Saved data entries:
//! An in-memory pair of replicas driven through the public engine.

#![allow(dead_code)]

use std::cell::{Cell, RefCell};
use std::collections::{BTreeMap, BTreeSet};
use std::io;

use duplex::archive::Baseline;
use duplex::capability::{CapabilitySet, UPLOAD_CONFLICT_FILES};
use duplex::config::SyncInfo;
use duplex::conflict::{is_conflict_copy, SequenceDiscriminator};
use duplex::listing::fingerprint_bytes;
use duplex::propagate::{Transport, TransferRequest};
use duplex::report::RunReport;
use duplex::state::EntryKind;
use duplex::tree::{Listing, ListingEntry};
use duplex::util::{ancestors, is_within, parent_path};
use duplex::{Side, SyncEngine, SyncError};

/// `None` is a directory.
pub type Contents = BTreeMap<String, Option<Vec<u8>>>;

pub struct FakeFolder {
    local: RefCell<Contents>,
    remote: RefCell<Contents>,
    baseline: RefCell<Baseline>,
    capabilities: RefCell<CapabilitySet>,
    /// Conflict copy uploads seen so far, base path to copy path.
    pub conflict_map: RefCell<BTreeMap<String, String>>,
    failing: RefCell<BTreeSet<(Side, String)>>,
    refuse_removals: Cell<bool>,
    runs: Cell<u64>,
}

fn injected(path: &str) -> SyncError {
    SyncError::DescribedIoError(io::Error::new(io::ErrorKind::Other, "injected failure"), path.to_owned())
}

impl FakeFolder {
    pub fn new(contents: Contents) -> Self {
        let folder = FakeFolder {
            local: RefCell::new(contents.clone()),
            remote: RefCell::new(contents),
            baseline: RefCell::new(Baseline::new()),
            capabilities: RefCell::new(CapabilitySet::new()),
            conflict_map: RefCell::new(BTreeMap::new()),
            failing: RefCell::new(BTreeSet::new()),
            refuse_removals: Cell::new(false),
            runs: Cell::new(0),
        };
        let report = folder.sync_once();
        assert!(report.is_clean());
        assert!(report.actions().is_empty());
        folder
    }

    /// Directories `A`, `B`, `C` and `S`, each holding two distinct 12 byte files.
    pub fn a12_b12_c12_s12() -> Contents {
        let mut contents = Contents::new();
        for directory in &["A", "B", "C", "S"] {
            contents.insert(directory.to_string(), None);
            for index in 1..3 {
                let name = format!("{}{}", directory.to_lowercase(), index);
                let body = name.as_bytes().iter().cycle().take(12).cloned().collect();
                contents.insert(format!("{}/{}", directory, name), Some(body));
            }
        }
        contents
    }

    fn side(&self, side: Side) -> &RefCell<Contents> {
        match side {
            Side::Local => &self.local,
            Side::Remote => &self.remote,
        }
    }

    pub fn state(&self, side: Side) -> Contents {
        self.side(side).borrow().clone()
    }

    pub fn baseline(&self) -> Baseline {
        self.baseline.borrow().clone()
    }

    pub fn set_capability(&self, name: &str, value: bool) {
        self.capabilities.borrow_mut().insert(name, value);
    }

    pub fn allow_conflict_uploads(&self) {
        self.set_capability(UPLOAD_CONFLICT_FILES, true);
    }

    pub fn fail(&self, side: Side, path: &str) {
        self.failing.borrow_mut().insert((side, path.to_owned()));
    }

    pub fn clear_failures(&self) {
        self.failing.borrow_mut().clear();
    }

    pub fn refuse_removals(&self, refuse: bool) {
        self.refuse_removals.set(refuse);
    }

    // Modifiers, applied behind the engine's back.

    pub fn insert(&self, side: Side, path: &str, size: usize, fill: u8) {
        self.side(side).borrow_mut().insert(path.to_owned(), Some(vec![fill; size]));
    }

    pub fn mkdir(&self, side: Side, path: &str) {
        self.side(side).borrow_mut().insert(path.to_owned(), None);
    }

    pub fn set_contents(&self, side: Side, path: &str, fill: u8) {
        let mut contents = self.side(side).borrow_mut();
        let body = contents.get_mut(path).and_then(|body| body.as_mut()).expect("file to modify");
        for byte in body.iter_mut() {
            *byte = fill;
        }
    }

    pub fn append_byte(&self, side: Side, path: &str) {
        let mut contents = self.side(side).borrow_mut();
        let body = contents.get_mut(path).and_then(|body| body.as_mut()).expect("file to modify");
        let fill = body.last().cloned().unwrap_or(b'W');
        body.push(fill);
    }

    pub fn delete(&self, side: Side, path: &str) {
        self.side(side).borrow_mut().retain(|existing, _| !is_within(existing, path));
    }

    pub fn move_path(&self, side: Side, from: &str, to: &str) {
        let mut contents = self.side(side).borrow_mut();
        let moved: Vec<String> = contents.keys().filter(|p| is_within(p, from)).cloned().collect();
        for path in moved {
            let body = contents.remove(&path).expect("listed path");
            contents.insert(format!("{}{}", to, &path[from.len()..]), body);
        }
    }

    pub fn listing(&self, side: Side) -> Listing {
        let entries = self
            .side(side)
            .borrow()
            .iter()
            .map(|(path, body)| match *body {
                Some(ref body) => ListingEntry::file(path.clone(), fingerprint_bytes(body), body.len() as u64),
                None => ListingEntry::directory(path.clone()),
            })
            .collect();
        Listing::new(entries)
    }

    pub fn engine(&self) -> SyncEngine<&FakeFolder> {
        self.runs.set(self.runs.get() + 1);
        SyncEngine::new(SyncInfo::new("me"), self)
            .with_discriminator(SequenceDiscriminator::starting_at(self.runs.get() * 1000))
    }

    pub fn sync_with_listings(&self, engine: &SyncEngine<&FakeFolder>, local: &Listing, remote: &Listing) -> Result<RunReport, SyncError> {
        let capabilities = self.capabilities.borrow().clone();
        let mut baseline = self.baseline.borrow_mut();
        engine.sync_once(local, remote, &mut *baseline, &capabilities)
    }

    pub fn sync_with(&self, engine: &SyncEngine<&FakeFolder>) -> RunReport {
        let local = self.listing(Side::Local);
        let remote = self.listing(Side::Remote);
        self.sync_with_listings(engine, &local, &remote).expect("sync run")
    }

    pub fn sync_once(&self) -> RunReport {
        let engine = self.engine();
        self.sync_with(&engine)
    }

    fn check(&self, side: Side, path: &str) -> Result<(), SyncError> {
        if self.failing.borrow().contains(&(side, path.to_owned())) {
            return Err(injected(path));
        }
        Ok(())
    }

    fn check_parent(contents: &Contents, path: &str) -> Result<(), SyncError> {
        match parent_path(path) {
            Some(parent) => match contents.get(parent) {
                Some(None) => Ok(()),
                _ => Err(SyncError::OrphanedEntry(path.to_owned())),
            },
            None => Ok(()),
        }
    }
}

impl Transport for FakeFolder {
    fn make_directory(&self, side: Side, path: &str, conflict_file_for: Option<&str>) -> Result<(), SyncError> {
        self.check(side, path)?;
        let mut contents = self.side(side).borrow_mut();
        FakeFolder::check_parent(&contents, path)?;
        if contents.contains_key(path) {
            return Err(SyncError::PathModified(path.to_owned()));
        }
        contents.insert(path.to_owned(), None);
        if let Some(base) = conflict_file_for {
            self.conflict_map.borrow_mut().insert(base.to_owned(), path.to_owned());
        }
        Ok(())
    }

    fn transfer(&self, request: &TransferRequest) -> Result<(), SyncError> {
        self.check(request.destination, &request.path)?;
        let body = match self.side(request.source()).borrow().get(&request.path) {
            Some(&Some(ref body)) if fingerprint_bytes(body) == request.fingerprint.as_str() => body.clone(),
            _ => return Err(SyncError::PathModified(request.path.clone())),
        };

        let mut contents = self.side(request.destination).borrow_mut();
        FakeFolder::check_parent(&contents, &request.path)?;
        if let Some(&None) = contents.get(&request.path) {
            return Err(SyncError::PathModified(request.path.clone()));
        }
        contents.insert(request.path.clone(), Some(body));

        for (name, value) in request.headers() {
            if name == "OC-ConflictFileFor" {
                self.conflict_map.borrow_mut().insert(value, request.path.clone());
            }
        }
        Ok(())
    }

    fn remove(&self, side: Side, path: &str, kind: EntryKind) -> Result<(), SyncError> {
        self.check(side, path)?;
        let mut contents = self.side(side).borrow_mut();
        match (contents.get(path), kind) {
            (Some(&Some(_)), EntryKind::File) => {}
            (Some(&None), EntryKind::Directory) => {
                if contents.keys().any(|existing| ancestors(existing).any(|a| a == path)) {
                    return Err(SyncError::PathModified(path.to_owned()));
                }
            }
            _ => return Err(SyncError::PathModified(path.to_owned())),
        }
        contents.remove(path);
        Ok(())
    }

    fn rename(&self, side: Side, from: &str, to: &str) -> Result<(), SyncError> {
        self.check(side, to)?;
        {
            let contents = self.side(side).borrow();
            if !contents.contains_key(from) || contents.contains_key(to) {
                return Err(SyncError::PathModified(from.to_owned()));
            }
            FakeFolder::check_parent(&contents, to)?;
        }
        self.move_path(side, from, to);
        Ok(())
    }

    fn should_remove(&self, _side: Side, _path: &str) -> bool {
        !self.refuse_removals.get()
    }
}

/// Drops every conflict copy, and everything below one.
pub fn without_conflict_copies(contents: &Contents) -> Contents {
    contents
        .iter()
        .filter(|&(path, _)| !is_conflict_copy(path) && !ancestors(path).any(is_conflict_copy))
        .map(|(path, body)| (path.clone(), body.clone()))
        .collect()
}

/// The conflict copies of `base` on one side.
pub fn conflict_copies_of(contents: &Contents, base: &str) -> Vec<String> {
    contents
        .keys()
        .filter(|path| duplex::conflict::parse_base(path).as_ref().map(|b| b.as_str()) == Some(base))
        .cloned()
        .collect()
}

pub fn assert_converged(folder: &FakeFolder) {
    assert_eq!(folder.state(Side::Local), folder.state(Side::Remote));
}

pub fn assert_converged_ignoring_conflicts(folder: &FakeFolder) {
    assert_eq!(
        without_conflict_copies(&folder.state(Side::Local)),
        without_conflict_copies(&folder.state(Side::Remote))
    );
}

--

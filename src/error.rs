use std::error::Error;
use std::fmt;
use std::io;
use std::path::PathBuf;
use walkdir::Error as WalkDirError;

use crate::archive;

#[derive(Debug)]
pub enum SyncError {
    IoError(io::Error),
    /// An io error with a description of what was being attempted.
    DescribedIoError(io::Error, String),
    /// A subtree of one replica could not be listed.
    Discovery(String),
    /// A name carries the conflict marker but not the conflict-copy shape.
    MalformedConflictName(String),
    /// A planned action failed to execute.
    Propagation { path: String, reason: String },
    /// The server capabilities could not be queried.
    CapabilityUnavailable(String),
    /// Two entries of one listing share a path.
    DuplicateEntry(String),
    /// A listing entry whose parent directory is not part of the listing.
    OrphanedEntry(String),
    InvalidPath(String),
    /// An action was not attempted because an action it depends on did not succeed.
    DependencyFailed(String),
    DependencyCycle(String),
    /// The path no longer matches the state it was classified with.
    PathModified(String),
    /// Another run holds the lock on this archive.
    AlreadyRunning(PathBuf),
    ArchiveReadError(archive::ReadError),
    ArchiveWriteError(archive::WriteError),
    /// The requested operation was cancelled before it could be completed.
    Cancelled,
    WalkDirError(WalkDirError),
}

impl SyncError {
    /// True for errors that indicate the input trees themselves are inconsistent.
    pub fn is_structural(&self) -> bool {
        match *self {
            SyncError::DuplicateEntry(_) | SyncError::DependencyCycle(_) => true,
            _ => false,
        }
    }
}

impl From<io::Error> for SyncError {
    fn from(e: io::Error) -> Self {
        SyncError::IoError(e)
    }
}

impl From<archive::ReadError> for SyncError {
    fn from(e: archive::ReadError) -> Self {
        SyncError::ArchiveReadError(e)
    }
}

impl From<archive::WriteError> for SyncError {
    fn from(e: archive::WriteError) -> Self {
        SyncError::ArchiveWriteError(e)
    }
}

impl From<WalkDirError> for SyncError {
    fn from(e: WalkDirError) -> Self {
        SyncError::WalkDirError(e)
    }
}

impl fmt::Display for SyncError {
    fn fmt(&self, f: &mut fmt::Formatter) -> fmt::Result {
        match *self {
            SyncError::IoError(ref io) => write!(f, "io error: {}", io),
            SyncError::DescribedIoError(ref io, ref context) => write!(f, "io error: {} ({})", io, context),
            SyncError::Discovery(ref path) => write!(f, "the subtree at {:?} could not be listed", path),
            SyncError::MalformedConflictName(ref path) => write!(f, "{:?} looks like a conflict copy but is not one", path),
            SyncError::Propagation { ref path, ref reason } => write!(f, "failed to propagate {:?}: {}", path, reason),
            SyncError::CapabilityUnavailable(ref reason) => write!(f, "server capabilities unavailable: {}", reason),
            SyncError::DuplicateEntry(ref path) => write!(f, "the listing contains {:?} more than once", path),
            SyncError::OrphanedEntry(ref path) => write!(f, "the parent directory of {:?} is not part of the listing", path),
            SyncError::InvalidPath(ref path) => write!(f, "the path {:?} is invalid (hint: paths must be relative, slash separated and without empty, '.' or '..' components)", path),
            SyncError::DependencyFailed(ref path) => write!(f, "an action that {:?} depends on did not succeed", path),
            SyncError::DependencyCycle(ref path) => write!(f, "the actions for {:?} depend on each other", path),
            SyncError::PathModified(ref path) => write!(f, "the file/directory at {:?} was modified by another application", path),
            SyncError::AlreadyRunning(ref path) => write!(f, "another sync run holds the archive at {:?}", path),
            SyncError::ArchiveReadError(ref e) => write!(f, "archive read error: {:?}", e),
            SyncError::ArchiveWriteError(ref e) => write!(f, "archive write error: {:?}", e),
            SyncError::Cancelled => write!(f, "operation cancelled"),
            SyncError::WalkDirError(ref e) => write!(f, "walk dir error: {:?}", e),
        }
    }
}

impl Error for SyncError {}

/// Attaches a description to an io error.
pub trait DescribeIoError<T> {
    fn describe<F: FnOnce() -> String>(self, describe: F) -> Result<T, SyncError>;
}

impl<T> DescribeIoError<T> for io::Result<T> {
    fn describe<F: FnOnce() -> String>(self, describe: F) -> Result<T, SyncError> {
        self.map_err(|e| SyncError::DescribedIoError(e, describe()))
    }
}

(Aim of the task)
Go through the entries above and count the lines containing the string "DependencyCycle". Give only that number.

(Answer)
3